Health Affairs: Study puts a price tag on EMR implementation in small practices
Neil S. Fleming, vice president for healthcare research at the Institute for HealthCare Research and Improvement at Baylor HealthCare System in Dallas, and colleagues reported on the cost of implementing GE Healthcare’s Centricity EMR system in 26 primary care practices at HealthTexas Provider Network, a fee-for-service ambulatory care provider network affiliated with Baylor HealthCare System, taking into account hardware and software costs as well as the time and effort invested in implementation.
HealthTexas consists of more than 100 primary care, specialty care and senior health centers and more than 450 physicians in the Dallas-Fort Worth area. Data collection ranged from January 2004 to December 2009, with a focus on the 120 days before the launch of the EMR and the time after at each practice.

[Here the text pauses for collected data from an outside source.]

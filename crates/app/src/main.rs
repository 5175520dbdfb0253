#[tokio::main]
async fn main() {
    if let Err(error) = vidgen_app::run_from_env().await {
        tracing::error!("{error:#}");
        std::process::exit(1);
    }
}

For an average five-physician practice, implementation costs through the first 60 days after EMR launch were an estimated $162,047, with an average per-physician cost of $32,409 and $85,500 in maintenance expenses during the first year.
“After maintenance costs for the whole first year after launch, we estimated the total costs through the first year to be $233,297, with average per physician costs of $46,659,” the authors wrote.

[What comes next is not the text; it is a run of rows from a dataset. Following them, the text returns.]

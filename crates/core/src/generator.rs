//! Text-to-video model seam.

use std::path::{Path, PathBuf};

use anyhow::{bail, ensure, Context, Result};
use ndarray::{Array1, Array5, Ix5};
use ort::{session::Session, value::Tensor};
use serde::{Deserialize, Serialize};
use tracing::{debug, info};

use crate::backend::{build_session, InferenceBackend, SessionConfig};

pub const MAX_INFERENCE_STEPS: u32 = 1000;

const PROMPT_INPUT: &str = "prompt";
const STEPS_INPUT: &str = "num_inference_steps";
const GUIDANCE_INPUT: &str = "guidance_scale";

#[derive(Debug, Clone, PartialEq, Serialize, Deserialize)]
pub struct GenerationRequest {
    pub prompt: String,
    pub num_inference_steps: u32,
    pub guidance_scale: f32,
}

impl GenerationRequest {
    pub fn new(prompt: impl Into<String>, num_inference_steps: u32, guidance_scale: f32) -> Self {
        Self {
            prompt: prompt.into(),
            num_inference_steps,
            guidance_scale,
        }
    }

    pub fn validate(&self) -> Result<()> {
        ensure!(!self.prompt.trim().is_empty(), "prompt must not be empty");
        ensure!(
            (1..=MAX_INFERENCE_STEPS).contains(&self.num_inference_steps),
            "num_inference_steps must be between 1 and {MAX_INFERENCE_STEPS}, got {}",
            self.num_inference_steps
        );
        ensure!(
            self.guidance_scale.is_finite() && self.guidance_scale >= 0.0,
            "guidance_scale must be a finite non-negative number, got {}",
            self.guidance_scale
        );
        Ok(())
    }
}

/// Produces `[batch, frame, channel, height, width]` frames in `[0, 1]`.
pub trait VideoGenerator: Send {
    fn generate(&mut self, request: &GenerationRequest) -> Result<Array5<f32>>;

    fn describe(&self) -> String;
}

/// A single exported graph covering text encoding, denoising and decoding.
///
/// Inputs: `prompt` (UTF-8 bytes, `u8[len]`), `num_inference_steps`
/// (`i64[1]`), `guidance_scale` (`f32[1]`). The first output holds the frames.
pub struct OnnxVideoGenerator {
    session: Session,
    model_path: PathBuf,
    output_name: String,
}

impl OnnxVideoGenerator {
    pub fn load(
        model_path: &Path,
        backend: InferenceBackend,
        trt_cache_dir: Option<&Path>,
    ) -> Result<Self> {
        let session = build_session(&SessionConfig {
            model_path,
            backend,
            trt_cache_dir,
        })?;

        let declared: Vec<String> = session
            .inputs()
            .iter()
            .map(|input| input.name().to_string())
            .collect();
        for required in [PROMPT_INPUT, STEPS_INPUT, GUIDANCE_INPUT] {
            if !declared.iter().any(|name| name == required) {
                bail!(
                    "video model {} has no `{required}` input (found: {})",
                    model_path.display(),
                    declared.join(", ")
                );
            }
        }

        let output_name = session
            .outputs()
            .first()
            .map(|output| output.name().to_string())
            .context("video model declares no outputs")?;

        info!(model = %model_path.display(), %output_name, "Video model loaded");
        Ok(Self {
            session,
            model_path: model_path.to_path_buf(),
            output_name,
        })
    }
}

impl VideoGenerator for OnnxVideoGenerator {
    fn generate(&mut self, request: &GenerationRequest) -> Result<Array5<f32>> {
        request.validate()?;
        debug!(
            steps = request.num_inference_steps,
            guidance = request.guidance_scale,
            prompt_len = request.prompt.len(),
            "Running video model"
        );

        let prompt = Tensor::from_array(Array1::from(request.prompt.as_bytes().to_vec()))?;
        let steps = Tensor::from_array(Array1::from(vec![i64::from(request.num_inference_steps)]))?;
        let guidance = Tensor::from_array(Array1::from(vec![request.guidance_scale]))?;

        let outputs = self.session.run(ort::inputs![
            PROMPT_INPUT => &prompt,
            STEPS_INPUT => &steps,
            GUIDANCE_INPUT => &guidance,
        ])?;
        let frames = outputs[self.output_name.as_str()]
            .try_extract_array::<f32>()?
            .to_owned();

        let frames = frames
            .into_dimensionality::<Ix5>()
            .context("video model output is not [batch, frame, channel, height, width]")?;
        ensure!(
            frames.dim().2 == 3,
            "video model produced {} channels, expected RGB",
            frames.dim().2
        );
        Ok(frames)
    }

    fn describe(&self) -> String {
        format!("onnx:{}", self.model_path.display())
    }
}
//! Core crate for the vidgen text-to-video service.

pub mod backend;
pub mod config;
pub mod enhance;
pub mod export;
pub mod generator;
pub mod housekeeping;
pub mod logging;
pub mod progress;
pub mod runtime;
pub mod server;
pub mod service;
pub mod tiling;
pub mod upscale;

HealthTexas’ one-time infrastructure purchases amounted to $25,000 per practice for switches, cables and wireless internet connections, and approximately $7,000 per physician for personal computers, printers and scanners, according to the study.
“Maintenance costs--which began at implementation--amounted to approximately $14,700 per physician per year for software licensing, hosting and technical support (through a third-party vendor) and networking,” the authors stated. “The support provided by the network cost an additional $2,400 per year, yielding a total of approximately $17,100 per physician for maintenance.”
“We also estimate that the HealthTexas network implementation team and the practice implementation team needed 611 hours, on average, to prepare for and implement the EHR system, and that end users needed 134 hours per physician, on average, to prepare for use of the record system in clinical encounters,” the researchers wrote.
"Future research should also examine the impact of adoption on patient-centeredness, especially during the implementation period. Physicians’ satisfaction with EHR systems should be examined over time, because their opinions of a system will be critical components of its successful use,” the authors noted.
The research was funded by the Agency for Healthcare Research and Quality.